Records excerpted from a collection:
//! # Staff Gate
//!
//! Staff join a business with its join-code; the owner then approves or
//! rejects. Approval is the only place the plan headcount blocks anything.
//!
//! ```text
//!   submit_join_request(code) ──► PENDING ──approve──► ACTIVE
//!                                    │          │
//!                                    │          └─ active >= maxStaff
//!                                    │               → StaffLimitReached
//!                                    └──reject──► REJECTED
//! ```
//!
//! Approvals for one business run one at a time so two approvals cannot
//! both take the last seat.

use std::collections::HashMap;
use std::sync::{Arc, Mutex};

use tokio::sync::{Mutex as AsyncMutex, OwnedMutexGuard};
use tracing::{info, warn};
use uuid::Uuid;

use hisaab_core::plan::{check_headcount, HeadcountCheck};
use hisaab_core::{CoreError, NotificationKind, StaffRequest, StaffRequestStatus, ValidationError};
use hisaab_db::{Database, StaffRequestRepository};

use crate::clock::Clock;
use crate::error::AttendanceResult;
use crate::notify::Notifier;
use crate::registry::BusinessRegistry;

const ENTITY: &str = "StaffRequest";
const MAX_NAME_LENGTH: usize = 100;

#[derive(Clone)]
pub struct StaffGate {
    registry: BusinessRegistry,
    requests: StaffRequestRepository,
    clock: Arc<dyn Clock>,
    notifier: Notifier,
    locks: Arc<Mutex<HashMap<String, Arc<AsyncMutex<()>>>>>,
}

impl StaffGate {
    pub fn new(
        db: &Database,
        registry: BusinessRegistry,
        clock: Arc<dyn Clock>,
        notifier: Notifier,
    ) -> Self {
        StaffGate {
            registry,
            requests: db.staff_requests(),
            clock,
            notifier,
            locks: Arc::new(Mutex::new(HashMap::new())),
        }
    }

    async fn lock_business(&self, business_id: &str) -> OwnedMutexGuard<()> {
        let lock = {
            let mut locks = self.locks.lock().unwrap_or_else(|e| e.into_inner());
            locks
                .entry(business_id.to_string())
                .or_insert_with(|| Arc::new(AsyncMutex::new(())))
                .clone()
        };
        lock.lock_owned().await
    }

    pub async fn count_active(&self, business_id: &str) -> AttendanceResult<u32> {
        Ok(self.requests.count_active(business_id).await?)
    }

    /// Whether one more staff member fits the current plan.
    pub async fn can_approve(&self, business_id: &str) -> AttendanceResult<HeadcountCheck> {
        let business = self.registry.require(business_id).await?;
        let active = self.requests.count_active(&business.id).await?;
        Ok(check_headcount(business.plan, active))
    }

    /// Files a PENDING join request against the business owning `code`.
    pub async fn submit_join_request(
        &self,
        code: &str,
        staff_name: &str,
        role: &str,
    ) -> AttendanceResult<StaffRequest> {
        let staff_name = staff_name.trim();
        if staff_name.is_empty() {
            return Err(ValidationError::Required {
                field: "staff_name".into(),
            }
            .into());
        }
        if staff_name.chars().count() > MAX_NAME_LENGTH {
            return Err(ValidationError::TooLong {
                field: "staff_name".into(),
                max: MAX_NAME_LENGTH,
            }
            .into());
        }

        let business = self
            .registry
            .find_by_code(code)
            .await?
            .ok_or_else(|| CoreError::InvalidBusiness(code.trim().to_string()))?;

        let request = StaffRequest {
            id: format!("sr_{}", Uuid::new_v4()),
            business_id: business.id.clone(),
            business_code: business.join_code.clone(),
            staff_name: staff_name.to_string(),
            role: role.trim().to_string(),
            status: StaffRequestStatus::Pending,
            rejection_reason: None,
            requested_at: self.clock.now(),
            resolved_at: None,
        };

        self.requests.insert(&request).await?;
        info!(id = %request.id, business_id = %business.id, "Join request submitted");

        self.notifier.to_owner(
            &business.id,
            NotificationKind::StaffJoinRequest,
            "New Join Request",
            format!("{} wants to join {} as {}", request.staff_name, business.name, request.role),
            serde_json::json!({
                "requestId": request.id,
                "staffName": request.staff_name,
                "role": request.role,
            }),
        );

        Ok(request)
    }

    async fn pending(&self, request_id: &str) -> AttendanceResult<StaffRequest> {
        let request = self
            .requests
            .get_by_id(request_id)
            .await?
            .ok_or_else(|| CoreError::not_found(ENTITY, request_id))?;

        if request.status != StaffRequestStatus::Pending {
            return Err(CoreError::already_resolved(ENTITY, request_id, request.status.as_str()).into());
        }

        Ok(request)
    }

    /// PENDING → ACTIVE, refused when the plan has no free seat.
    pub async fn approve_join_request(&self, request_id: &str) -> AttendanceResult<StaffRequest> {
        let request = self.pending(request_id).await?;
        let _guard = self.lock_business(&request.business_id).await;

        let headcount = self.can_approve(&request.business_id).await?;
        if let Err(e) = headcount.ensure_allowed() {
            warn!(
                business_id = %request.business_id,
                plan = %headcount.plan,
                active = headcount.current_active_count,
                max = headcount.max_allowed,
                "Join request refused: {}",
                headcount.message().unwrap_or_default()
            );
            return Err(e.into());
        }

        let now = self.clock.now();
        if !self.requests.activate(request_id, now).await? {
            // Resolved by someone else while waiting on the lock.
            return self.pending(request_id).await;
        }
        info!(id = %request_id, business_id = %request.business_id, "Staff activated");

        Ok(StaffRequest {
            status: StaffRequestStatus::Active,
            resolved_at: Some(now),
            ..request
        })
    }

    pub async fn reject_join_request(
        &self,
        request_id: &str,
        reason: Option<&str>,
    ) -> AttendanceResult<StaffRequest> {
        let request = self.pending(request_id).await?;
        let reason = reason.unwrap_or_default().trim().to_string();

        let now = self.clock.now();
        if !self.requests.reject(request_id, &reason, now).await? {
            return self.pending(request_id).await;
        }
        info!(id = %request_id, business_id = %request.business_id, "Join request rejected");

        Ok(StaffRequest {
            status: StaffRequestStatus::Rejected,
            rejection_reason: Some(reason),
            resolved_at: Some(now),
            ..request
        })
    }

    pub async fn list_requests(
        &self,
        business_id: &str,
        status: Option<StaffRequestStatus>,
    ) -> AttendanceResult<Vec<StaffRequest>> {
        Ok(self.requests.list_by_business(business_id, status).await?)
    }
}

// =============================================================================
// Unit Tests
// =============================================================================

[Exercise aim] Wherever a line in the data above holds "BusinessRegistry", copy that line.

[Answer box]
use crate::registry::BusinessRegistry;
    registry: BusinessRegistry,
        registry: BusinessRegistry,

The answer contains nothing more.